No one is sure why or how we develop these cognitive biases. Pickel’s best guess is that it’s a byproduct of the way our cognitive system works. We’re naturally inclined to sort things into categories in our mind, because if we didn’t, our brains would get overwhelmed. This includes people, as well as things. It’s not wrong or bad; it’s just what we do.

However, going the next step and using those biases to treat people differently, or assume that an opinion is the correct one, is not something that we’re required to do to avoid confusion.

So the presence of cognitive biases is inherently human. The way that they’re used, however, is a result of experiences and upbringing, as well as some things that still haven’t been completely figured out. It’s a tough concept to grasp, which is why most people don’t give it a second thought. We think the way we do because we just do. And that’s that.
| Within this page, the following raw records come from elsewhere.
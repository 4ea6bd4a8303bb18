use std::collections::HashMap;
use std::path::{Path, PathBuf};
use std::sync::Arc;

use glam::Vec2;
use rand::Rng;
use winit::event::VirtualKeyCode;

use crate::antagonist::Antagonist;
use crate::config::{AntagonistConfig, DemoConfig};
use crate::scene::{NodeKey, Scene, SceneError, SpriteNode};
use crate::texture::Texture;

pub struct Demo {
    scene: Scene<Antagonist>,
    pub fps: f32,
    fps_acc: f32,
    fps_count: u32,
}

impl Demo {
    pub fn from_config(config: &DemoConfig) -> Self {
        Self::from_config_with_rng(config, &mut rand::thread_rng())
    }

    pub fn from_config_with_rng<R: Rng>(config: &DemoConfig, rng: &mut R) -> Self {
        let mut scene = Scene::new(config.window.width, config.window.height)
            .with_background(config.background);
        let mut textures: HashMap<PathBuf, Arc<Texture>> = HashMap::new();

        for spawn in &config.antagonists {
            let antagonist = build_antagonist(spawn, &scene, &mut textures, rng);
            log::info!(
                "Spawning antagonist {} at {:?}",
                spawn.name.as_deref().unwrap_or("<unnamed>"),
                antagonist.initial_position()
            );
            scene.add_child(antagonist);
        }

        Self {
            scene,
            fps: 0.0,
            fps_acc: 0.0,
            fps_count: 0,
        }
    }

    pub fn scene(&self) -> &Scene<Antagonist> {
        &self.scene
    }

    pub fn scene_mut(&mut self) -> &mut Scene<Antagonist> {
        &mut self.scene
    }

    pub fn on_key(&mut self, key: VirtualKeyCode, pressed: bool) {
        if !pressed {
            return;
        }
        match key {
            VirtualKeyCode::R => self.reset_positions(),
            VirtualKeyCode::Space => self.scatter(&mut rand::thread_rng()),
            _ => {}
        }
    }

    /// Logs and returns the topmost antagonist under `point` (scene coordinates).
    pub fn on_click(&self, point: Vec2) -> Option<NodeKey> {
        let key = self.scene.nodes_at(point).into_iter().next();
        match key.and_then(|k| self.scene.get(k)) {
            Some(a) => log::info!(
                "Clicked {} (spawned at {:?})",
                a.node().name.as_deref().unwrap_or("<unnamed>"),
                a.initial_position()
            ),
            None => log::debug!("Click at {:?} hit nothing", point),
        }
        key
    }

    /// Moves every node back to where it was spawned.
    pub fn reset_positions(&mut self) {
        for (_, a) in self.scene.children_mut() {
            let home = a.initial_position();
            a.node_mut().position = home;
        }
        log::debug!("Reset {} antagonists", self.scene.len());
    }

    /// Moves every node to a new random spot; spawn positions are kept.
    pub fn scatter<R: Rng>(&mut self, rng: &mut R) {
        let (w, h) = (self.scene.width, self.scene.height);
        for (_, a) in self.scene.children_mut() {
            let size = a.node().size;
            a.node_mut().position = random_position(rng, size, w, h);
        }
        log::debug!("Scattered {} antagonists", self.scene.len());
    }

    pub fn update(&mut self, dt: f32) {
        self.fps_count += 1;
        self.fps_acc += dt;
        if self.fps_acc >= 1.0 {
            self.fps = self.fps_count as f32 / self.fps_acc;
            self.fps_acc = 0.0;
            self.fps_count = 0;
            log::debug!("FPS: {:.0}", self.fps);
        }
    }

    pub fn render(&self, frame: &mut [u8]) -> Result<(), SceneError> {
        self.scene.render(frame)
    }
}

fn build_antagonist<R: Rng>(
    spawn: &AntagonistConfig,
    scene: &Scene<Antagonist>,
    textures: &mut HashMap<PathBuf, Arc<Texture>>,
    rng: &mut R,
) -> Antagonist {
    let size = Vec2::from(spawn.size);
    let position = match spawn.position {
        Some(p) => Vec2::from(p),
        None => random_position(rng, size, scene.width, scene.height),
    };

    let mut node = SpriteNode::new(size)
        .with_color(spawn.color)
        .with_position(position);
    node.z_position = spawn.z_position;
    if let Some(name) = &spawn.name {
        node = node.with_name(name.clone());
    }
    if let Some(path) = &spawn.texture {
        if let Some(tex) = load_texture(path, textures) {
            node = node.with_texture(tex);
        }
    }

    let mut antagonist = Antagonist::new(node);
    antagonist.set_initial_position(position);
    antagonist.set_intern(spawn.intern);
    antagonist.set_faster(spawn.faster);
    antagonist
}

fn load_texture(path: &Path, cache: &mut HashMap<PathBuf, Arc<Texture>>) -> Option<Arc<Texture>> {
    if let Some(tex) = cache.get(path) {
        return Some(Arc::clone(tex));
    }
    match Texture::from_file(path) {
        Ok(tex) => {
            let tex = Arc::new(tex);
            cache.insert(path.to_path_buf(), Arc::clone(&tex));
            Some(tex)
        }
        Err(e) => {
            log::warn!("{e}; drawing a solid colour instead");
            None
        }
    }
}

/// A centre that keeps a node of `size` fully inside a `w`x`h` frame, or the
/// frame centre along any axis where it cannot fit.
fn random_position<R: Rng>(rng: &mut R, size: Vec2, w: u32, h: u32) -> Vec2 {
    let x = random_axis(rng, size.x, w);
    let y = random_axis(rng, size.y, h);
    Vec2::new(x, y)
}

fn random_axis<R: Rng>(rng: &mut R, extent: f32, span: u32) -> f32 {
    let lo = extent * 0.5;
    let hi = span as f32 - extent * 0.5;
    if hi > lo {
        rng.gen_range(lo..=hi)
    } else {
        span as f32 * 0.5
    }
}
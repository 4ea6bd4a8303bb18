use std::path::PathBuf;

use clap::Parser;
use glam::Vec2;
use pixels::{Pixels, SurfaceTexture};
use winit::{
    dpi::{LogicalSize, PhysicalPosition},
    event::*,
    event_loop::{ControlFlow, EventLoop},
    window::WindowBuilder,
};

use antagonist_sprite::{init_logging, Demo, DemoConfig};

/// Spawns antagonist sprites from a config file and draws them.
#[derive(Parser)]
#[command(author, version, about, long_about = None)]
struct Args {
    /// TOML file describing the window and the antagonists to spawn
    #[arg(short, long, default_value = "antagonists.toml")]
    config: PathBuf,

    /// Enable verbose logging
    #[arg(short, long)]
    verbose: bool,
}

fn main() -> anyhow::Result<()> {
    let args = Args::parse();
    init_logging(args.verbose);

    let config = DemoConfig::load_or_default(&args.config)?;
    let (width, height) = (config.window.width, config.window.height);

    let event_loop = EventLoop::new();
    let window = WindowBuilder::new()
        .with_title(config.window.title.as_str())
        .with_inner_size(LogicalSize::new(width as f64, height as f64))
        .with_resizable(false)
        .build(&event_loop)?;

    let window_size = window.inner_size();
    let surface_texture = SurfaceTexture::new(window_size.width, window_size.height, &window);
    let mut pixels = Pixels::new(width, height, surface_texture)?;

    let mut demo = Demo::from_config(&config);
    log::info!("Scene ready with {} antagonists", demo.scene().len());

    let mut cursor = PhysicalPosition::new(0.0f64, 0.0f64);
    let mut last_time = std::time::Instant::now();

    event_loop.run(move |event, _, control_flow| {
        *control_flow = ControlFlow::Poll;

        match event {
            Event::WindowEvent { event, window_id } if window_id == window.id() => match event {
                WindowEvent::CloseRequested => *control_flow = ControlFlow::Exit,
                WindowEvent::KeyboardInput {
                    input:
                        KeyboardInput {
                            state,
                            virtual_keycode: Some(keycode),
                            ..
                        },
                    ..
                } => {
                    let pressed = state == ElementState::Pressed;
                    if pressed && keycode == VirtualKeyCode::Escape {
                        *control_flow = ControlFlow::Exit;
                        return;
                    }
                    demo.on_key(keycode, pressed);
                }
                WindowEvent::CursorMoved { position, .. } => cursor = position,
                WindowEvent::MouseInput {
                    state: ElementState::Pressed,
                    button: MouseButton::Left,
                    ..
                } => {
                    if let Ok((col, row)) =
                        pixels.window_pos_to_pixel((cursor.x as f32, cursor.y as f32))
                    {
                        // Pixel rows run downwards, scene y runs upwards.
                        let point = Vec2::new(col as f32 + 0.5, height as f32 - row as f32 - 0.5);
                        demo.on_click(point);
                    }
                }
                _ => {}
            },
            Event::MainEventsCleared => {
                let now = std::time::Instant::now();
                let dt = (now - last_time).as_secs_f32();
                last_time = now;

                demo.update(dt);

                if let Err(e) = demo.render(pixels.frame_mut()) {
                    log::error!("{e}");
                    *control_flow = ControlFlow::Exit;
                    return;
                }
                if let Err(e) = pixels.render() {
                    log::error!("Render failed: {e}");
                    *control_flow = ControlFlow::Exit;
                }
            }
            _ => {}
        }
    });
}
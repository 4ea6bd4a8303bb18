//! RGBA textures shared between sprite nodes.

use std::path::{Path, PathBuf};

#[derive(Debug, thiserror::Error)]
pub enum TextureError {
    #[error("failed to load texture {path:?}: {source}")]
    Load {
        path: PathBuf,
        #[source]
        source: image::ImageError,
    },
    #[error("failed to decode texture: {0}")]
    Decode(#[from] image::ImageError),
}

/// Decoded pixels, always RGBA8, row-major with the first row on top.
#[derive(Debug, Clone, PartialEq, Eq)]
pub struct Texture {
    pub width: u32,
    pub height: u32,
    pub rgba: Vec<u8>,
}

impl Texture {
    pub fn from_file<P: AsRef<Path>>(path: P) -> Result<Self, TextureError> {
        let path = path.as_ref();
        log::debug!("Loading texture from {:?}", path);
        let img = image::open(path).map_err(|source| TextureError::Load {
            path: path.to_path_buf(),
            source,
        })?;
        let rgba = img.to_rgba8();
        let (width, height) = rgba.dimensions();
        log::info!("Loaded texture {}x{} from {:?}", width, height, path);
        Ok(Self {
            width,
            height,
            rgba: rgba.into_raw(),
        })
    }

    pub fn from_bytes(bytes: &[u8]) -> Result<Self, TextureError> {
        let rgba = image::load_from_memory(bytes)?.to_rgba8();
        let (width, height) = rgba.dimensions();
        Ok(Self {
            width,
            height,
            rgba: rgba.into_raw(),
        })
    }

    pub fn solid(width: u32, height: u32, color: [u8; 4]) -> Self {
        let count = width as usize * height as usize;
        let mut rgba = Vec::with_capacity(count * 4);
        for _ in 0..count {
            rgba.extend_from_slice(&color);
        }
        Self { width, height, rgba }
    }

    pub fn pixel(&self, x: u32, y: u32) -> Option<[u8; 4]> {
        if x >= self.width || y >= self.height {
            return None;
        }
        let idx = (y as usize * self.width as usize + x as usize) * 4;
        let px = self.rgba.get(idx..idx + 4)?;
        Some([px[0], px[1], px[2], px[3]])
    }
}

#[cfg(test)]
mod tests {
    use super::*;
    use image::{ImageFormat, Rgba, RgbaImage};
    use std::io::Cursor;

    #[test]
    fn solid_fills_every_pixel() {
        let tex = Texture::solid(3, 2, [1, 2, 3, 4]);
        assert_eq!(tex.rgba.len(), 3 * 2 * 4);
        for y in 0..2 {
            for x in 0..3 {
                assert_eq!(tex.pixel(x, y), Some([1, 2, 3, 4]));
            }
        }
    }

    #[test]
    fn pixel_outside_bounds_is_none() {
        let tex = Texture::solid(2, 2, [0, 0, 0, 255]);
        assert_eq!(tex.pixel(2, 0), None);
        assert_eq!(tex.pixel(0, 2), None);
    }

    #[test]
    fn decodes_png_bytes() {
        let mut img = RgbaImage::new(2, 1);
        img.put_pixel(0, 0, Rgba([255, 0, 0, 255]));
        img.put_pixel(1, 0, Rgba([0, 0, 255, 128]));
        let mut bytes = Vec::new();
        img.write_to(&mut Cursor::new(&mut bytes), ImageFormat::Png)
            .expect("encode png");

        let tex = Texture::from_bytes(&bytes).expect("decode png");
        assert_eq!((tex.width, tex.height), (2, 1));
        assert_eq!(tex.pixel(0, 0), Some([255, 0, 0, 255]));
        assert_eq!(tex.pixel(1, 0), Some([0, 0, 255, 128]));
    }

    #[test]
    fn garbage_bytes_fail_to_decode() {
        let err = Texture::from_bytes(b"not an image").unwrap_err();
        assert!(matches!(err, TextureError::Decode(_)));
    }

    #[test]
    fn missing_file_reports_path() {
        let err = Texture::from_file("definitely/missing.png").unwrap_err();
        match err {
            TextureError::Load { path, .. } => {
                assert_eq!(path, PathBuf::from("definitely/missing.png"))
            }
            other => panic!("unexpected error: {other}"),
        }
    }
}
Except that it’s not. Because if we want to have a chance to get over these biases, to realize that we’re not always right, and we’re not always going to be, then Pickel says that we need to recognize that these biases exist.

Just through increasing our knowledge about them, and how they can affect our decision making, can help us to examine our own actions and make changes. Just the act of stopping to think about why we believe what we believe, as well as entertaining the thought that we might not be right about it, is enough to somewhat counteract the problem. This is what Emily does to decrease her biases of straight, white, cisgender men. She wants to be a therapist, and she knows that there isn’t room for biases in her future profession. Because she is able to acknowledge their existence, she’s also able to overcome them.

If you’re convinced that you’re right, logically, you aren’t going to be searching for reasons why you might not be. It just doesn’t make sense. Which is why so many of us are in this situation of thinking we’re right when we might not be. And also why addressing the problem might be necessary.

However, there is no fix-all to this problem. There are so many different factors at play here that it would be impossible to change the way we all think, according to Pickel. We’ll probably never be able to stop everyone from thinking that their way is the only way, but it might be possible to change a few. And that’s how progress can be made.